INSTRUCTIONS FOR THE TASK: The entries below should be copied exactly and completely.

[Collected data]
* * * *

use crate::PostgresStore;
use crate::error::{is_foreign_key_violation, store_error};
use crate::rows::FoodChoiceRow;
use async_trait::async_trait;
use party_rsvp_core::providers::FoodChoiceRepository;
use party_rsvp_core::{FoodChoice, FoodChoiceId, Result, RsvpError};

#[async_trait]
impl FoodChoiceRepository for PostgresStore {
    async fn list_food_choices(&self, active_only: bool) -> Result<Vec<FoodChoice>> {
        let rows: Vec<FoodChoiceRow> = sqlx::query_as(
            r"
            SELECT id, label, active
            FROM food_choices
            WHERE active OR NOT $1
            ORDER BY id
            ",
        )
        .bind(active_only)
        .fetch_all(&self.pool)
        .await
        .map_err(|e| store_error("list_food_choices", &e))?;

        Ok(rows.into_iter().map(FoodChoice::from).collect())
    }

    async fn create_food_choice(&self, label: &str) -> Result<FoodChoice> {
        let row: FoodChoiceRow = sqlx::query_as(
            "INSERT INTO food_choices (label, active) VALUES ($1, TRUE) RETURNING id, label, active",
        )
        .bind(label)
        .fetch_one(&self.pool)
        .await
        .map_err(|e| store_error("create_food_choice", &e))?;

        tracing::info!(food_choice_id = row.id(), "Food choice created");
        Ok(row.into())
    }

    async fn update_food_choice(
        &self,
        id: FoodChoiceId,
        label: &str,
        active: bool,
    ) -> Result<FoodChoice> {
        let row: Option<FoodChoiceRow> = sqlx::query_as(
            r"
            UPDATE food_choices
            SET label = $2, active = $3
            WHERE id = $1
            RETURNING id, label, active
            ",
        )
        .bind(id.get())
        .bind(label)
        .bind(active)
        .fetch_optional(&self.pool)
        .await
        .map_err(|e| store_error("update_food_choice", &e))?;

        row.map(FoodChoice::from)
            .ok_or_else(|| RsvpError::not_found("Food choice", id))
    }

    async fn delete_food_choice(&self, id: FoodChoiceId) -> Result<()> {
        let result = sqlx::query("DELETE FROM food_choices WHERE id = $1")
            .bind(id.get())
            .execute(&self.pool)
            .await;

        match result {
            Ok(done) if done.rows_affected() == 0 => Err(RsvpError::not_found("Food choice", id)),
            Ok(_) => {
                tracing::info!(food_choice_id = %id, "Food choice deleted");
                Ok(())
            }
            // ON DELETE RESTRICT on rsvp_children.food_choice_id
            Err(e) if is_foreign_key_violation(&e) => Err(RsvpError::still_referenced(
                "Food choice is used by existing RSVPs; deactivate it instead",
            )),
            Err(e) => Err(store_error("delete_food_choice", &e)),
        }
    }
}
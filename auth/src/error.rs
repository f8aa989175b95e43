//! Error types for admin authentication.

use thiserror::Error;

/// Result type alias for authentication operations.
pub type Result<T> = std::result::Result<T, AuthError>;

/// Failure modes of the auth gate.
#[derive(Debug, Error, Clone, PartialEq, Eq)]
pub enum AuthError {
    // ═══════════════════════════════════════════════════════════
    // Login
    // ═══════════════════════════════════════════════════════════

    /// Email or password missing from the login request.
    #[error("Missing credentials")]
    MissingCredentials,

    /// Unknown email or wrong password. Deliberately the same error for both.
    #[error("Invalid credentials")]
    InvalidCredentials,

    // ═══════════════════════════════════════════════════════════
    // Sessions
    // ═══════════════════════════════════════════════════════════

    /// No `Authorization: Bearer` header was presented.
    #[error("Missing authorization")]
    MissingToken,

    /// The presented token is not a well-formed session token.
    #[error("Invalid token")]
    MalformedToken,

    /// No session matches the presented token.
    #[error("Invalid token")]
    SessionNotFound,

    /// The session matched but has expired.
    #[error("Session has expired")]
    SessionExpired,

    // ═══════════════════════════════════════════════════════════
    // System Errors
    // ═══════════════════════════════════════════════════════════

    /// Hashing or verifying a password failed.
    #[error("Password hashing failed: {0}")]
    PasswordHash(String),

    /// Database operation failed.
    #[error("Database error: {0}")]
    DatabaseError(String),

    /// Internal error (should not be exposed to users).
    #[error("Internal error: {0}")]
    InternalError(String),
}

impl AuthError {
    /// Returns `true` if the caller is simply not authenticated.
    ///
    /// # Examples
    ///
    /// ```
    /// # use party_rsvp_auth::AuthError;
    /// assert!(AuthError::SessionExpired.is_unauthorized());
    /// assert!(!AuthError::MissingCredentials.is_unauthorized());
    /// assert!(!AuthError::DatabaseError("down".into()).is_unauthorized());
    /// ```
    #[must_use]
    pub const fn is_unauthorized(&self) -> bool {
        matches!(
            self,
            Self::InvalidCredentials
                | Self::MissingToken
                | Self::MalformedToken
                | Self::SessionNotFound
                | Self::SessionExpired
        )
    }

    /// Returns `true` for failures of the system rather than the caller.
    #[must_use]
    pub const fn is_internal(&self) -> bool {
        matches!(
            self,
            Self::PasswordHash(_) | Self::DatabaseError(_) | Self::InternalError(_)
        )
    }
}
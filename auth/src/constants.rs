//! Authentication constants.

/// bcrypt work factor for new admin password hashes.
pub const BCRYPT_COST: u32 = 10;

/// Random bytes in a session token (256 bits).
pub const SESSION_TOKEN_BYTES: usize = 32;

/// Length of a base64url (unpadded) encoded session token.
pub const SESSION_TOKEN_LEN: usize = 43;

/// Default admin session lifetime in seconds (7 days).
pub const DEFAULT_SESSION_TTL_SECS: i64 = 7 * 24 * 60 * 60;

#[cfg(test)]
mod tests {
    use super::*;

    #[test]
    fn test_token_length_matches_byte_count() {
        assert_eq!(SESSION_TOKEN_LEN, (SESSION_TOKEN_BYTES * 8).div_ceil(6));
    }
}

* * * *

FINAL ANSWER:
use crate::PostgresStore;
use crate::error::{is_foreign_key_violation, store_error};
use crate::rows::FoodChoiceRow;
use async_trait::async_trait;
use party_rsvp_core::providers::FoodChoiceRepository;
use party_rsvp_core::{FoodChoice, FoodChoiceId, Result, RsvpError};

#[async_trait]
impl FoodChoiceRepository for PostgresStore {
    async fn list_food_choices(&self, active_only: bool) -> Result<Vec<FoodChoice>> {
        let rows: Vec<FoodChoiceRow> = sqlx::query_as(
            r"
            SELECT id, label, active
            FROM food_choices
            WHERE active OR NOT $1
            ORDER BY id
            ",
        )
        .bind(active_only)
        .fetch_all(&self.pool)
        .await
        .map_err(|e| store_error("list_food_choices", &e))?;

        Ok(rows.into_iter().map(FoodChoice::from).collect())
    }

    async fn create_food_choice(&self, label: &str) -> Result<FoodChoice> {
        let row: FoodChoiceRow = sqlx::query_as(
            "INSERT INTO food_choices (label, active) VALUES ($1, TRUE) RETURNING id, label, active",
        )
        .bind(label)
        .fetch_one(&self.pool)
        .await
        .map_err(|e| store_error("create_food_choice", &e))?;

        tracing::info!(food_choice_id = row.id(), "Food choice created");
        Ok(row.into())
    }

    async fn update_food_choice(
        &self,
        id: FoodChoiceId,
        label: &str,
        active: bool,
    ) -> Result<FoodChoice> {
        let row: Option<FoodChoiceRow> = sqlx::query_as(
            r"
            UPDATE food_choices
            SET label = $2, active = $3
            WHERE id = $1
            RETURNING id, label, active
            ",
        )
        .bind(id.get())
        .bind(label)
        .bind(active)
        .fetch_optional(&self.pool)
        .await
        .map_err(|e| store_error("update_food_choice", &e))?;

        row.map(FoodChoice::from)
            .ok_or_else(|| RsvpError::not_found("Food choice", id))
    }

    async fn delete_food_choice(&self, id: FoodChoiceId) -> Result<()> {
        let result = sqlx::query("DELETE FROM food_choices WHERE id = $1")
            .bind(id.get())
            .execute(&self.pool)
            .await;

        match result {
            Ok(done) if done.rows_affected() == 0 => Err(RsvpError::not_found("Food choice", id)),
            Ok(_) => {
                tracing::info!(food_choice_id = %id, "Food choice deleted");
                Ok(())
            }
            // ON DELETE RESTRICT on rsvp_children.food_choice_id
            Err(e) if is_foreign_key_violation(&e) => Err(RsvpError::still_referenced(
                "Food choice is used by existing RSVPs; deactivate it instead",
            )),
            Err(e) => Err(store_error("delete_food_choice", &e)),
        }
    }
}
filename auth/src/error.rs
repository f8aa989175b95e43
//! Error types for admin authentication.

use thiserror::Error;

/// Result type alias for authentication operations.
pub type Result<T> = std::result::Result<T, AuthError>;

/// Failure modes of the auth gate.
#[derive(Debug, Error, Clone, PartialEq, Eq)]
pub enum AuthError {
    // ═══════════════════════════════════════════════════════════
    // Login
    // ═══════════════════════════════════════════════════════════

    /// Email or password missing from the login request.
    #[error("Missing credentials")]
    MissingCredentials,

    /// Unknown email or wrong password. Deliberately the same error for both.
    #[error("Invalid credentials")]
    InvalidCredentials,

    // ═══════════════════════════════════════════════════════════
    // Sessions
    // ═══════════════════════════════════════════════════════════

    /// No `Authorization: Bearer` header was presented.
    #[error("Missing authorization")]
    MissingToken,

    /// The presented token is not a well-formed session token.
    #[error("Invalid token")]
    MalformedToken,

    /// No session matches the presented token.
    #[error("Invalid token")]
    SessionNotFound,

    /// The session matched but has expired.
    #[error("Session has expired")]
    SessionExpired,

    // ═══════════════════════════════════════════════════════════
    // System Errors
    // ═══════════════════════════════════════════════════════════

    /// Hashing or verifying a password failed.
    #[error("Password hashing failed: {0}")]
    PasswordHash(String),

    /// Database operation failed.
    #[error("Database error: {0}")]
    DatabaseError(String),

    /// Internal error (should not be exposed to users).
    #[error("Internal error: {0}")]
    InternalError(String),
}

impl AuthError {
    /// Returns `true` if the caller is simply not authenticated.
    ///
    /// # Examples
    ///
    /// ```
    /// # use party_rsvp_auth::AuthError;
    /// assert!(AuthError::SessionExpired.is_unauthorized());
    /// assert!(!AuthError::MissingCredentials.is_unauthorized());
    /// assert!(!AuthError::DatabaseError("down".into()).is_unauthorized());
    /// ```
    #[must_use]
    pub const fn is_unauthorized(&self) -> bool {
        matches!(
            self,
            Self::InvalidCredentials
                | Self::MissingToken
                | Self::MalformedToken
                | Self::SessionNotFound
                | Self::SessionExpired
        )
    }

    /// Returns `true` for failures of the system rather than the caller.
    #[must_use]
    pub const fn is_internal(&self) -> bool {
        matches!(
            self,
            Self::PasswordHash(_) | Self::DatabaseError(_) | Self::InternalError(_)
        )
    }
}
filename auth/src/constants.rs
//! Authentication constants.

/// bcrypt work factor for new admin password hashes.
pub const BCRYPT_COST: u32 = 10;

/// Random bytes in a session token (256 bits).
pub const SESSION_TOKEN_BYTES: usize = 32;

/// Length of a base64url (unpadded) encoded session token.
pub const SESSION_TOKEN_LEN: usize = 43;

/// Default admin session lifetime in seconds (7 days).
pub const DEFAULT_SESSION_TTL_SECS: i64 = 7 * 24 * 60 * 60;

#[cfg(test)]
mod tests {
    use super::*;

    #[test]
    fn test_token_length_matches_byte_count() {
        assert_eq!(SESSION_TOKEN_LEN, (SESSION_TOKEN_BYTES * 8).div_ceil(6));
    }
}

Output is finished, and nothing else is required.